大塚 私は漫画家になりたかったくらい漫画が好きだったんです。私の小さい頃は、まだBLという言葉がなかったんですけど、竹宮惠子先生の『風と木の詩』とか、先生ご自身はBLじゃないとおっしゃってるんですが萩尾望都先生の『11月のギムナジウム』などが好きでした。そのあたりの一般的に“今のBLのルーツ”と言われるような作品は、学生の頃から楽しんで読んでいました。

――BL作品になじみがあったから、『源氏物語』にBL要素を感じられたのかもしれませんね。

大塚 それはあるかもしれないです。BL作品に限らず、その頃の漫画は性や親子関係を突き詰めて題材にしていたりと、古典文学との共通点が多いんです。私は特に平安古典が好きなんですけど、70~80年代の漫画は平安古典とテーマが似ているんですよ。私がそういうテーマが好みで、そういう作品ばかり読んでいたからかもしれないんですが、どちらも性愛や過去のトラウマや親子関係など、ドロドロしたテーマの作品が多い印象です。

――そんな意外な共通点があったんですね。そもそも大塚さんが古典にハマったきっかけは?

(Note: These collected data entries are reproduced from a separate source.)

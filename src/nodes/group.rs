use std::sync::Arc;

use crate::{
    foundation::core::{BezPath, Frame, Transform3D},
    nodes::{graph::NodeId, transform::ShapeTransform},
};

/// Composes a parent chain's path with a transformed root sub-tree path.
///
/// The composed path is cached until the parent or root sub-tree reports an update or hands out a
/// different output than the one last composed, or the node's own transform changes. A disabled group forwards its parent's output
/// unchanged.
#[derive(Clone, Debug)]
pub struct GroupOutputNode {
    pub(crate) parent: Option<NodeId>,
    pub(crate) root: Option<NodeId>,
    pub(crate) enabled: bool,
    pub(crate) transform: Transform3D,
    pub(crate) animated_transform: Option<ShapeTransform>,
    /// Locally composed path; `None` means unset and forces recomputation.
    pub(crate) cached_path: Option<Arc<BezPath>>,
    /// What consumers read: the cached path, or the parent's path while disabled.
    pub(crate) output_path: Option<Arc<BezPath>>,
    /// Parent and root outputs `cached_path` was composed from.
    pub(crate) composed_from: (Option<Arc<BezPath>>, Option<Arc<BezPath>>),
    pub(crate) enabled_changed: bool,
}

impl GroupOutputNode {
    pub(crate) fn new(parent: Option<NodeId>, root: Option<NodeId>) -> Self {
        Self {
            parent,
            root,
            enabled: true,
            transform: Transform3D::IDENTITY,
            animated_transform: None,
            cached_path: None,
            output_path: None,
            composed_from: (None, None),
            enabled_changed: false,
        }
    }

    pub(crate) fn set_transform(&mut self, xform: Transform3D) {
        self.transform = xform;
        self.cached_path = None;
    }

    pub(crate) fn set_enabled(&mut self, enabled: bool) {
        if self.enabled != enabled {
            self.enabled = enabled;
            self.enabled_changed = true;
            // Upstream updates consumed while disabled never reached the cache.
            self.cached_path = None;
        }
    }

    pub(crate) fn invalidate(&mut self) {
        self.cached_path = None;
    }

    /// Pull the keyframed transform for `frame`, invalidating the cache when it changed.
    pub(crate) fn update_animated_transform(&mut self, frame: Frame) -> bool {
        let Some(anim) = self.animated_transform.as_mut() else {
            return false;
        };
        if !anim.has_update(frame) {
            return false;
        }
        let xform = anim.transform(frame);
        self.set_transform(xform);
        true
    }

    /// Parent content first, then the root path mapped through the 2D projection of `transform`.
    pub(crate) fn compose(
        parent_path: Option<&BezPath>,
        root_path: Option<&BezPath>,
        transform: &Transform3D,
    ) -> BezPath {
        let mut out = BezPath::new();
        if let Some(parent_path) = parent_path {
            out.extend(parent_path.iter());
        }
        if let Some(root_path) = root_path {
            let affine = transform.to_affine();
            out.extend(root_path.iter().map(|el| affine * el));
        }
        out
    }
}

大塚 小学生になる前から漫画家になりたかったので、自分で書いてみたりもしていたんですが、中学生くらいになって周りにもっとうまい人がいることを知ったとき、自分は漫画家になれないなと感じてしまって。そんなときに『竹取物語』や『宇治拾遺物語』を読んでみたらとってもおもしろくて、私はこれを極めていこうと思いました。思っていた古典文学とは違うと知って、すっかりハマってしまいましたね。

それと、母親への反動から、日本的なものを好きになった節もあると思います。私の母は、小さい頃にアメリカで暮らしていたんですけど、父親が亡くなってから生活が激変したらしく、それまでのアメリカ生活が理想になってしまったようで、私の前でも「アメリカはよかった」みたいなことを言っていたんです。だから、その影響もあると思います。

――『竹取物語』や『宇治拾遺物語』を最初に読んだとき、衝撃を受けたのはどんな部分だったのでしょうか。

大塚 古典文学に描かれていたエログロ的な要素が、思春期で性とかにも興味が出てくる年齢だった当時の私には、とても魅力的だったんです。例えば、『宇治拾遺物語』には好きな女を諦めるために、相手のウンコを盗むという話があるんです。

――すごく衝撃的…!(笑)

大塚 ですよね(笑)。この話は、実在の人物がモデルになっているんですけど、現在だったら人のウンコを盗むなんて、あり得ないじゃないですか。だから、そういうのがすごくおもしろかったんです。それに、どうやって盗むんだろうと思って調べたら、当時はウンコを箱とか壺に入れて、それを侍女が川などへ捨てに行っていたらしいんですけど、そういう時代背景を知るのもおもしろかったんですよ。